Wayne in his expedition against the Indians in It was during this campaign that he assisted in the building of Fort Wayne, where he was stationed for some time. Having risen to the rank of captain he was stationed at Fort Massac, Illinois, on the lower Ohio, and at other places in the southwest, and served with that part of the army which constructed the great military road from Tennessee through the Choctaw and Cherokee countries to Louisiana.

Under the administration of President Jefferson he was appointed paymaster, with the rank of major of the United States army, in the western and southwestern departments. While officiating in this capacity he carried his funds in keel-boats to the military stations on the Mississippi, Ohio and Wabash rivers, amid the dark domains of savage life, the boats being propelled by soldiers, who also acted as a guard; and on horseback over the vast prairies of Illinois, and through the forests of Indiana.

In this hazardous employment hundreds of thousands of dollars passed through his hands to the soldiers without the loss or the misapplication of a cent. At the memorable interview between Gen. Harrison and Tecumseh, at Vincennes, inMaj. Whitlock was present, and his of that affair puts a very different face upon the transaction than what has been usually delineated. After the termination of the war ofsomewhere aboutMaj. Whitlock retired from the army to civil life, and in was appointed receiver of public money in the land office, which, by the direction of the Hon.

William H. Crawford, the secretary of the treasury, he located at the place which he called Crawfordsville, after the name of the distinguished secretary, who was his personal and political Swinger moms in Sugar Creek Twp Indiana. While he officiated as receiver a portion only of the paper currency of the country, for several years, was receivable at the land office, and sometimes those who went to enter land would be deficient a few dollars in land office money to pay for the land selected; in such instances Maj. Whitlock would give them receipts in full, and trust them for the amount of the then current money.

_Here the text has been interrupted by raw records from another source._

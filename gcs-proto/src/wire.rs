//! Frames and control payloads.
//!
//! Everything the backend carries for this library is a [`Frame`]: a small
//! header followed by a slice of the action payload. Whole control actions
//! (flow, service, join, sync) always fit a single frame; application
//! actions are split across as many frames as the packet size requires.

use crate::codec::{ProtoError, WireDecode, WireEncode, decode, encode};
use crate::types::{ActionId, ActionType, GroupUuid, Seqno, ViewId};
use std::io::{Read, Write};

/// Worst-case encoded size of a frame minus its payload bytes.
///
/// Header fields at their widest: action id (9), fragment index (5),
/// fragment count (5), type code (2), total size (9), payload bin marker
/// (5). The fragmenter subtracts this from the packet size to obtain the
/// per-frame payload budget.
pub const FRAME_OVERHEAD: usize = 35;

/// One transport message: a fragment of an action.
///
/// `frag_index` runs from 0 to `frag_count - 1`; `total_size` repeats the
/// whole action's size in every frame so a receiver can reserve the buffer
/// up front.
#[derive(Debug, Clone, PartialEq, Eq)]
pub struct Frame {
    pub action_id: ActionId,
    pub frag_index: u32,
    pub frag_count: u32,
    pub action_type: ActionType,
    pub total_size: u64,
    pub payload: Vec<u8>,
}

impl Frame {
    pub fn to_bytes(&self) -> Result<Vec<u8>, ProtoError> {
        encode(self)
    }

    pub fn from_bytes(bytes: &[u8]) -> Result<Self, ProtoError> {
        decode(bytes)
    }

    /// True when this frame carries the whole action by itself.
    pub fn is_whole(&self) -> bool {
        self.frag_count == 1
    }
}

impl WireEncode for Frame {
    fn encode_to<W: Write>(&self, writer: &mut W) -> Result<(), ProtoError> {
        self.action_id.encode_to(writer)?;
        self.frag_index.encode_to(writer)?;
        self.frag_count.encode_to(writer)?;
        self.action_type.code().encode_to(writer)?;
        self.total_size.encode_to(writer)?;
        self.payload.encode_to(writer)
    }
}

impl WireDecode for Frame {
    fn decode_from<R: Read>(reader: &mut R) -> Result<Self, ProtoError> {
        let action_id = ActionId::decode_from(reader)?;
        let frag_index = u32::decode_from(reader)?;
        let frag_count = u32::decode_from(reader)?;
        let action_type = ActionType::from_code(u8::decode_from(reader)?);
        let total_size = u64::decode_from(reader)?;
        let payload = Vec::<u8>::decode_from(reader)?;
        if frag_count == 0 {
            return Err(ProtoError::Decode("frame with zero fragment count".into()));
        }
        if frag_index >= frag_count {
            return Err(ProtoError::Decode(format!(
                "fragment index {} out of range (count {})",
                frag_index, frag_count
            )));
        }
        Ok(Frame {
            action_id,
            frag_index,
            frag_count,
            action_type,
            total_size,
            payload,
        })
    }
}

/// Payload of a FLOW action.
#[derive(Debug, Clone, Copy, PartialEq, Eq)]
pub struct FlowMsg {
    /// `true` pauses the group, `false` resumes it.
    pub pause: bool,
}

impl WireEncode for FlowMsg {
    fn encode_to<W: Write>(&self, writer: &mut W) -> Result<(), ProtoError> {
        self.pause.encode_to(writer)
    }
}

impl WireDecode for FlowMsg {
    fn decode_from<R: Read>(reader: &mut R) -> Result<Self, ProtoError> {
        Ok(FlowMsg {
            pause: bool::decode_from(reader)?,
        })
    }
}

const SERVICE_STATE_EXCHANGE: u8 = 0;
const SERVICE_LAST_APPLIED: u8 = 1;

/// Payload of a SERVICE action.
#[derive(Debug, Clone, PartialEq, Eq)]
pub enum ServiceMsg {
    /// A member's known history position, announced at a view change. The
    /// set of these messages, identical on every node by total order, is the
    /// input of the configuration quorum. `conf_id` is the highest primary
    /// configuration the member has seen, so the group continues the id
    /// sequence rather than each member counting on its own.
    StateExchange {
        view_id: ViewId,
        uuid: GroupUuid,
        seqno: Seqno,
        conf_id: i64,
    },
    /// A member's applied-seqno report, input of the commit cut.
    LastApplied { seqno: Seqno },
}

impl WireEncode for ServiceMsg {
    fn encode_to<W: Write>(&self, writer: &mut W) -> Result<(), ProtoError> {
        match self {
            ServiceMsg::StateExchange {
                view_id,
                uuid,
                seqno,
                conf_id,
            } => {
                SERVICE_STATE_EXCHANGE.encode_to(writer)?;
                view_id.encode_to(writer)?;
                uuid.encode_to(writer)?;
                seqno.encode_to(writer)?;
                conf_id.encode_to(writer)
            }
            ServiceMsg::LastApplied { seqno } => {
                SERVICE_LAST_APPLIED.encode_to(writer)?;
                seqno.encode_to(writer)
            }
        }
    }
}

impl WireDecode for ServiceMsg {
    fn decode_from<R: Read>(reader: &mut R) -> Result<Self, ProtoError> {
        match u8::decode_from(reader)? {
            SERVICE_STATE_EXCHANGE => Ok(ServiceMsg::StateExchange {
                view_id: ViewId::decode_from(reader)?,
                uuid: GroupUuid::decode_from(reader)?,
                seqno: Seqno::decode_from(reader)?,
                conf_id: i64::decode_from(reader)?,
            }),
            SERVICE_LAST_APPLIED => Ok(ServiceMsg::LastApplied {
                seqno: Seqno::decode_from(reader)?,
            }),
            tag => Err(ProtoError::Decode(format!("unknown service tag {}", tag))),
        }
    }
}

If they offered to give their notes he refused to receive them, saying: "If you are honest you will pay me without giving your notes, and if you are dishonest you will not pay if you do give your notes. Whit- lock was, in all his relations and doings, a man of unbending integrity.

He was so from an innate sense of right and justice, as he was in subsequent life from Christian principle. He never knowingly wronged any man, and he was scrupulously just and upright in his dealings with the government as in his private business transactions. An instance of this, and at the same time of his outspoken western manner, occurred in Washington City under the administration of President Monroe.

He went to the proper office in the treasury department to have his s audited. He knew it to be an error, and so told the clerks, adding: " You don't know how to keep books here. This act carries with it its own comment.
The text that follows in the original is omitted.